Pence’s stark statement came hours after Turkish Foreign Minister Mevlüt Çavuşoğlu declared at the same event that Turkey could do just that. “Turkey doesn’t have to choose between Russia or any others,” he said. “And we don’t see our relations with Russia as an alternative to our relations with others, and nobody, neither West nor Russia, should or can ask us to choose between.” Çavuşoğlu downplayed the value of President Trump’s offer to sell Turkey Patriot missile systems as an alternative to the Russian S-400s.

Linkevičius said Pence made a mistake in how he targeted Turkey, though he stressed, in diplomatic fashion, his “high respect” for the vice president’s address.

“It's always better to try to merge positions, so to say, from careful and patient dialogue, rather than bash publicly,” he said. “In general, I'm saying that this is not the way to talk to your ally.”

The Lithuanian envoy suggested that Western powers needlessly alienated Turkey through a lack of “empathy” in 2016 after a failed coup attempt, an error that U.S. officials have acknowledged while condemning Erdoğan for using the event as an excuse to crack down on journalists, academics, and other domestic critics. But he is concerned by Turkey's increasing partnerships with key Western adversaries.

“They are closely cooperating with Russia, sometimes Iran,” Linkevičius said. “It's not really encouraging.”

Szijjártó declined to “interfere” in the dispute but affirmed the entire alliance has a stake in the U.S.-Turkey relationship.
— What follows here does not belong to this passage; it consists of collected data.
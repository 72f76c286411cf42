use chrono::{DateTime, FixedOffset};

use crate::domain::{
    Amount, BalanceSummary, Category, CategoryBreakdown, ChartSeries, FilterCriteria,
    TimeSeriesPoint, Transaction, TransactionId, TransactionType, compute_balance_summary,
    compute_category_breakdown, compute_time_series, filter_transactions, is_valid_amount,
    project_category_chart, project_time_series_chart,
};
use crate::storage::{SqliteStore, TransactionStore};

use super::{AppError, Dashboard};

/// Application service providing high-level operations over the
/// transaction collection. This is the primary interface for any client
/// (CLI, API, TUI, etc.).
pub struct TransactionService<S> {
    store: S,
}

/// Everything needed to record a transaction except its id.
#[derive(Debug, Clone, PartialEq)]
pub struct TransactionDraft {
    pub amount: Amount,
    pub description: String,
    pub category: Category,
    pub transaction_type: TransactionType,
    pub date: DateTime<FixedOffset>,
}

impl TransactionDraft {
    /// Start a draft from an existing transaction, e.g. to edit some fields.
    pub fn from_transaction(transaction: &Transaction) -> Self {
        Self {
            amount: transaction.amount,
            description: transaction.description.clone(),
            category: transaction.category,
            transaction_type: transaction.transaction_type,
            date: transaction.date,
        }
    }

    fn validate(&self) -> Result<(), AppError> {
        if !is_valid_amount(self.amount) {
            return Err(AppError::InvalidAmount(format!(
                "{} is not greater than 0",
                self.amount
            )));
        }
        if self.description.trim().is_empty() {
            return Err(AppError::InvalidDescription(
                "Description must not be empty".to_string(),
            ));
        }
        Ok(())
    }

    fn into_transaction(self, id: Option<TransactionId>) -> Transaction {
        let transaction = Transaction::new(
            self.amount,
            self.transaction_type,
            self.category,
            self.date,
        )
        .with_description(self.description);

        match id {
            Some(id) => transaction.with_id(id),
            None => transaction,
        }
    }
}

impl TransactionService<SqliteStore> {
    /// Initialize a new database at the given path.
    pub async fn init(database_path: &str) -> Result<Self, AppError> {
        let db_url = format!("sqlite:{}?mode=rwc", database_path);
        let store = SqliteStore::init(&db_url).await?;
        Ok(Self::new(store))
    }

    /// Connect to an existing database.
    pub async fn connect(database_path: &str) -> Result<Self, AppError> {
        let db_url = format!("sqlite:{}", database_path);
        let store = SqliteStore::connect(&db_url).await?;
        Ok(Self::new(store))
    }
}

impl<S: TransactionStore> TransactionService<S> {
    /// Create a new service over the given store.
    pub fn new(store: S) -> Self {
        Self { store }
    }

    // ========================
    // Commands
    // ========================

    /// Record a new transaction with a freshly generated id.
    pub async fn add_transaction(&self, draft: TransactionDraft) -> Result<Transaction, AppError> {
        draft.validate()?;

        let transaction = draft.into_transaction(None);
        self.store.insert(&transaction).await?;

        tracing::info!(
            id = %transaction.id,
            amount = transaction.amount,
            kind = %transaction.transaction_type,
            category = %transaction.category,
            "recorded transaction"
        );
        Ok(transaction)
    }

    /// Replace the transaction with the given id.
    pub async fn update_transaction(
        &self,
        id: TransactionId,
        draft: TransactionDraft,
    ) -> Result<Transaction, AppError> {
        draft.validate()?;

        let transaction = draft.into_transaction(Some(id));
        if !self.store.replace(&transaction).await? {
            return Err(AppError::TransactionNotFound(id.to_string()));
        }

        tracing::info!(id = %id, "updated transaction");
        Ok(transaction)
    }

    /// Delete a transaction, returning what was removed.
    pub async fn delete_transaction(&self, id: TransactionId) -> Result<Transaction, AppError> {
        let transaction = self.get_transaction(id).await?;
        if !self.store.remove(id).await? {
            return Err(AppError::TransactionNotFound(id.to_string()));
        }

        tracing::info!(id = %id, "deleted transaction");
        Ok(transaction)
    }

    // ========================
    // Queries
    // ========================

    /// Get a transaction by id.
    pub async fn get_transaction(&self, id: TransactionId) -> Result<Transaction, AppError> {
        self.store
            .get(id)
            .await?
            .ok_or_else(|| AppError::TransactionNotFound(id.to_string()))
    }

    /// All transactions, in the order they were recorded.
    pub async fn list_transactions(&self) -> Result<Vec<Transaction>, AppError> {
        Ok(self.store.list().await?)
    }

    /// Transactions matching the criteria, in the order they were recorded.
    pub async fn list_transactions_filtered(
        &self,
        criteria: &FilterCriteria,
    ) -> Result<Vec<Transaction>, AppError> {
        let transactions = self.store.list().await?;
        let filtered = filter_transactions(&transactions, criteria);
        tracing::debug!(
            total = transactions.len(),
            matched = filtered.len(),
            "filtered transactions"
        );
        Ok(filtered)
    }

    pub async fn balance_summary(&self) -> Result<BalanceSummary, AppError> {
        Ok(compute_balance_summary(&self.store.list().await?))
    }

    pub async fn category_breakdown(
        &self,
        transaction_type: TransactionType,
    ) -> Result<Vec<CategoryBreakdown>, AppError> {
        Ok(compute_category_breakdown(
            &self.store.list().await?,
            transaction_type,
        ))
    }

    pub async fn time_series(&self) -> Result<Vec<TimeSeriesPoint>, AppError> {
        Ok(compute_time_series(&self.store.list().await?))
    }

    /// Summary, both breakdowns and the time series from one snapshot.
    pub async fn dashboard(&self) -> Result<Dashboard, AppError> {
        Ok(Dashboard::from_transactions(&self.store.list().await?))
    }

    /// Pie-chart data for the categories of one transaction type.
    pub async fn category_chart(
        &self,
        transaction_type: TransactionType,
    ) -> Result<ChartSeries, AppError> {
        let breakdown = self.category_breakdown(transaction_type).await?;
        Ok(project_category_chart(
            &breakdown,
            transaction_type.series_label(),
        ))
    }

    /// Line-chart data for daily income, expenses and balance.
    pub async fn time_series_chart(&self) -> Result<ChartSeries, AppError> {
        let points = self.time_series().await?;
        Ok(project_time_series_chart(&points))
    }
}
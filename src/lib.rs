pub mod application;
pub mod cli;
pub mod domain;
pub mod io;
pub mod logging;
pub mod storage;

pub use domain::*;
pub use storage::{MemoryStore, SqliteStore, TransactionStore};
use tracing::trace;

use super::{Difference, DifferenceKind, Path};
use crate::Node;

/// Compares two nodes of the same scalar kind (or two nulls).
pub(super) fn compare_scalars(actual: &Node, expected: &Node, path: &Path) -> Option<Difference> {
    let equal = match (actual, expected) {
        (Node::Null, Node::Null) => true,
        (Node::Bool(lhs), Node::Bool(rhs)) => lhs == rhs,
        (Node::Number(lhs), Node::Number(rhs)) => lhs == rhs,
        (Node::String(lhs), Node::String(rhs)) => lhs == rhs,
        _ => false,
    };
    if equal {
        return None;
    }
    trace!(%path, "scalar values differ");
    Some(Difference::new(DifferenceKind::OtherValue, path.clone()))
}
“If you are a mouse, don't stand there where the elephants are dancing,” the Hungarian diplomat said. “Our interest is that the two countries having the two biggest armies in NATO have a good cooperation.”

There will be “big damage” to the Western alliance if the S-400 sale goes through, Linkevičius said. “But let's not think about that yet,” he added. “We are not losing them yet.”